SOURCE MATERIAL START
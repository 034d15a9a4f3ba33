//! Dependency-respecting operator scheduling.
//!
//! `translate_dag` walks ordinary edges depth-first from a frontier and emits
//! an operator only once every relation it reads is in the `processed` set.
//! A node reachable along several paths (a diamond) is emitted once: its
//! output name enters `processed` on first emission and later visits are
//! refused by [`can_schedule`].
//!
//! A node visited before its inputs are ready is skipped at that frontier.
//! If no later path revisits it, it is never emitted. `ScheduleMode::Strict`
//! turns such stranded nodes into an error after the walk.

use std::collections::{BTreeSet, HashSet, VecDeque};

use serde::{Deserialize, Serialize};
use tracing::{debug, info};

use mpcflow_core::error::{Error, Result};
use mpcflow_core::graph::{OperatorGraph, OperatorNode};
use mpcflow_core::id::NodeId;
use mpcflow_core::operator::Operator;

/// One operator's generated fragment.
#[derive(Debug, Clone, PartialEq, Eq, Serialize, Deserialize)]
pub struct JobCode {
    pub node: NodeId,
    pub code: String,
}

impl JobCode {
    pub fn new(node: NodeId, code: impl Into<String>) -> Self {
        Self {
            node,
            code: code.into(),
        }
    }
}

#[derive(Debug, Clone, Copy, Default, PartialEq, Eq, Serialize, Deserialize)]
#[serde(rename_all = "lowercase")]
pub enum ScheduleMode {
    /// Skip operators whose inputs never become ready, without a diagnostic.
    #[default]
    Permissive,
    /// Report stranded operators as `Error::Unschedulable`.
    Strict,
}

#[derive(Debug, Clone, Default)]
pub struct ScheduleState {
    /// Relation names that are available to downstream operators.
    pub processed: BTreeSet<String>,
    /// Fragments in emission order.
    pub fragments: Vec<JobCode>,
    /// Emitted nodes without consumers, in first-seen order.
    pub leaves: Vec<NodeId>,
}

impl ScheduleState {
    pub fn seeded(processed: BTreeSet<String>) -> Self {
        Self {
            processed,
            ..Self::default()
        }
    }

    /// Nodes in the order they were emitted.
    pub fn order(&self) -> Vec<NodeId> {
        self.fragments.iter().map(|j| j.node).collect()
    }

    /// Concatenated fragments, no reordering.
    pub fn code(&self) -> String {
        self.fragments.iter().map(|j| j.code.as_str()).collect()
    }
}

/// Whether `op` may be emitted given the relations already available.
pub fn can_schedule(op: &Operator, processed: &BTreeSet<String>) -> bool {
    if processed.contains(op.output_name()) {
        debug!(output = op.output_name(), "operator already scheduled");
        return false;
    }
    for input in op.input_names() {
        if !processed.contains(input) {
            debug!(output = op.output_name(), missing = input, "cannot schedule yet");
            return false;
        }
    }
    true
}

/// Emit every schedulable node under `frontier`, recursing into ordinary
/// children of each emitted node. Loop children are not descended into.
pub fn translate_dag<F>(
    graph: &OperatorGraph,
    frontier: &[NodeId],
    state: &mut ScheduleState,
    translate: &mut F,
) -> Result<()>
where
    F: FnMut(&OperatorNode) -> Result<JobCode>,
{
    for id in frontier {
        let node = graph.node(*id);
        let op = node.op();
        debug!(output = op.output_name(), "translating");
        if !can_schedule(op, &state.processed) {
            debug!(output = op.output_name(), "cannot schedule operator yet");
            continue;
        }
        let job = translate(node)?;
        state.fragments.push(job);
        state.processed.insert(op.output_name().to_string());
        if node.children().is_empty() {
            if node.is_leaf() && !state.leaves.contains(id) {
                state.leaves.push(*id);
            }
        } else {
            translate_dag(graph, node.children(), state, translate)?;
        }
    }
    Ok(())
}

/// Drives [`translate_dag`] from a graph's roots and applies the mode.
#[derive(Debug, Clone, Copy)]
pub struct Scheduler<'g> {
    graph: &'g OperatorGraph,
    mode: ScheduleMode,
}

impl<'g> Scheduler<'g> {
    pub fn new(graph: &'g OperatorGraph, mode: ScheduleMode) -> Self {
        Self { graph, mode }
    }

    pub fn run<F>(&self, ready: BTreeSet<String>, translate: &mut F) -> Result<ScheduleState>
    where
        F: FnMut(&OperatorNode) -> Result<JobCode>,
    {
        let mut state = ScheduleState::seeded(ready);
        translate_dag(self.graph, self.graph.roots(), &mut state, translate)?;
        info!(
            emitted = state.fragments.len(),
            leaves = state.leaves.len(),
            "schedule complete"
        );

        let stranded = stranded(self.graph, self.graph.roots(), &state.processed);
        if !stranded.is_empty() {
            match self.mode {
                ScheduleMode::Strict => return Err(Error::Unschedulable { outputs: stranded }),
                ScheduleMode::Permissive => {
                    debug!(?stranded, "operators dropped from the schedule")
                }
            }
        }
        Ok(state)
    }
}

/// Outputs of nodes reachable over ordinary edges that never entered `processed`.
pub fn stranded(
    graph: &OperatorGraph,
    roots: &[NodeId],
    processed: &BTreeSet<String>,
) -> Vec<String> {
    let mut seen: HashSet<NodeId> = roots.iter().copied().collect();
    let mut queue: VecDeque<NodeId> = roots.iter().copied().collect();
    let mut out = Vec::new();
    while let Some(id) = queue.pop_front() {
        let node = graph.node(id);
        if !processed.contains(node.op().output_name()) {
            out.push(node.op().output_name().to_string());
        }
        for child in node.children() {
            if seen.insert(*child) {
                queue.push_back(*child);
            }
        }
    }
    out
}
SOURCE MATERIAL END
SOURCE MATERIAL START
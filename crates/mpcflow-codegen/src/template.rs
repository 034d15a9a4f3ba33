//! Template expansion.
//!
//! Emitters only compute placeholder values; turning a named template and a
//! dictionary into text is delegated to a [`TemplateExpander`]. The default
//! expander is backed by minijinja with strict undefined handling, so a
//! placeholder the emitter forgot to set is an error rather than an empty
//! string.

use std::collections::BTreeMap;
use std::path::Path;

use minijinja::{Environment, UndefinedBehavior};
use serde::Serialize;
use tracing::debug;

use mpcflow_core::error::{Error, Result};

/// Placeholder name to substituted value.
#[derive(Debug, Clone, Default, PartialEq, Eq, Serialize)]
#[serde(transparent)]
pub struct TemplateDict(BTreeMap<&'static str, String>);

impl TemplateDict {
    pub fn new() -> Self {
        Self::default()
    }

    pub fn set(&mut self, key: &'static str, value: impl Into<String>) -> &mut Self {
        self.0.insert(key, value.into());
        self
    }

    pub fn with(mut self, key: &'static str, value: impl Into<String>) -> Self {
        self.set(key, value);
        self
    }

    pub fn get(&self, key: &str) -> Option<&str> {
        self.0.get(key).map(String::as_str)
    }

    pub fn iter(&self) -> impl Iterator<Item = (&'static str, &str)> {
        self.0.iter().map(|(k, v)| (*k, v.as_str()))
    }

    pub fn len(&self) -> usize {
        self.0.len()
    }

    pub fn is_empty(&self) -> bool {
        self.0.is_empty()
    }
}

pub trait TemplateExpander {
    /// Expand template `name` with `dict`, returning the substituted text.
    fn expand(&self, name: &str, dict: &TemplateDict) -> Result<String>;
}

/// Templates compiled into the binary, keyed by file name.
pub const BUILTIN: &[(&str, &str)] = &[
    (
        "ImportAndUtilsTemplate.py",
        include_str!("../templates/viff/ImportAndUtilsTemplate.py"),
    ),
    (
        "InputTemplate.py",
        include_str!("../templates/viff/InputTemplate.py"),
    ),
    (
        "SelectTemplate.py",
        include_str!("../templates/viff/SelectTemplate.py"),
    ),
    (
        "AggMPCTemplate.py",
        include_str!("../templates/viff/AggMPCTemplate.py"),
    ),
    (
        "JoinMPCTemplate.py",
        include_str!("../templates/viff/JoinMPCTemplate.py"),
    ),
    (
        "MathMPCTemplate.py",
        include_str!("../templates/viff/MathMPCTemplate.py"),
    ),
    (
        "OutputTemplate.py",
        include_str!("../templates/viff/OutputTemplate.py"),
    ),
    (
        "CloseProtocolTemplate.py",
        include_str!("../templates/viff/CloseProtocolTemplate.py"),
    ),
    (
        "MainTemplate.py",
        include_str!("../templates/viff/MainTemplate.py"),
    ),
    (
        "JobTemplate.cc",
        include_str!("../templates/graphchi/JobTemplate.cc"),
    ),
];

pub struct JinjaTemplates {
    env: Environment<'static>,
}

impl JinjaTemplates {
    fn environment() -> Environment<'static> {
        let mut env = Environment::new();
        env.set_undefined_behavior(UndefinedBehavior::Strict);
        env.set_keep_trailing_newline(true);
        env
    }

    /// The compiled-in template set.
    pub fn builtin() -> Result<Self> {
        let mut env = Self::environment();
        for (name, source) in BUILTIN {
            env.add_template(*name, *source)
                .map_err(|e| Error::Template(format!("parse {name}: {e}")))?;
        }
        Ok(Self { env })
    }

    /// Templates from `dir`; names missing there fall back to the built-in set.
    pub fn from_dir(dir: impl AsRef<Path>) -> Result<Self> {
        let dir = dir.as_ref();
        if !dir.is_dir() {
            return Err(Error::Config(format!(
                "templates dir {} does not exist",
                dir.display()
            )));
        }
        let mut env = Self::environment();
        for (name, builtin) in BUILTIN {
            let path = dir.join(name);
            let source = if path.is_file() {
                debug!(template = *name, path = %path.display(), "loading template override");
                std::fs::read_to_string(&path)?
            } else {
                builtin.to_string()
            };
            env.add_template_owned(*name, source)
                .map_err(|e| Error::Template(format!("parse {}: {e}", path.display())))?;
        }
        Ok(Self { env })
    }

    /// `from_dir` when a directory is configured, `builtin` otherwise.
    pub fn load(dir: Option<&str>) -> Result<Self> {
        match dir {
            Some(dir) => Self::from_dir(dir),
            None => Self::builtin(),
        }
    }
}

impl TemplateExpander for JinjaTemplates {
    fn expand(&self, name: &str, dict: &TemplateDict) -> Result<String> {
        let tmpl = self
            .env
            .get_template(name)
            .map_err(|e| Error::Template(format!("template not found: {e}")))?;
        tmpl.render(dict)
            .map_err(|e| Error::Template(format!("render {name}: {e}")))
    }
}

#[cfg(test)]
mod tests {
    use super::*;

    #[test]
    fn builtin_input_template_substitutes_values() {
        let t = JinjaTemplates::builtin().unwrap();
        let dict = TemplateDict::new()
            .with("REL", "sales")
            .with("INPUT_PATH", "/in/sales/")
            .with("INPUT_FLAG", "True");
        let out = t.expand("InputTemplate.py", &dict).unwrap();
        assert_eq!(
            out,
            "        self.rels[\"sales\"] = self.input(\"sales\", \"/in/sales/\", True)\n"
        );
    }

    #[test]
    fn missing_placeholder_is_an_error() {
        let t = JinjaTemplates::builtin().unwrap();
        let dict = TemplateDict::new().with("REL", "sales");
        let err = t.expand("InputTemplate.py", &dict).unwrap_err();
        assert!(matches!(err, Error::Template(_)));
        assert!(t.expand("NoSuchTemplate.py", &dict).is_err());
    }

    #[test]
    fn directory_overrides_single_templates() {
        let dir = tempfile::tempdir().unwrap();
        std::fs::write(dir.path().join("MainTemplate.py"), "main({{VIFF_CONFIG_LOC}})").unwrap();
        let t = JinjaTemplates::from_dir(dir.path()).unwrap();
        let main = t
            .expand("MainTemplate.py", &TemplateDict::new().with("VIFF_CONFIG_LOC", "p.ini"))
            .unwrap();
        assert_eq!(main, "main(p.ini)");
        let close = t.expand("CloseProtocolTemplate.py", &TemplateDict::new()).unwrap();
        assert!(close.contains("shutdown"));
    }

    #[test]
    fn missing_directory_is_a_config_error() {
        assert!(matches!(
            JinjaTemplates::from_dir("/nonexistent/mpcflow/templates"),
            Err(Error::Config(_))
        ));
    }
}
SOURCE MATERIAL END
THE PROBLEM –
Give the exact lines, and only those, from the line containing "pub struct ScheduleState" through the line containing "pub fn order(&self)" in the entries above.

PROBLEM SOLUTION –
pub struct ScheduleState {
    /// Relation names that are available to downstream operators.
    pub processed: BTreeSet<String>,
    /// Fragments in emission order.
    pub fragments: Vec<JobCode>,
    /// Emitted nodes without consumers, in first-seen order.
    pub leaves: Vec<NodeId>,
}

impl ScheduleState {
    pub fn seeded(processed: BTreeSet<String>) -> Self {
        Self {
            processed,
            ..Self::default()
        }
    }

    /// Nodes in the order they were emitted.
    pub fn order(&self) -> Vec<NodeId> {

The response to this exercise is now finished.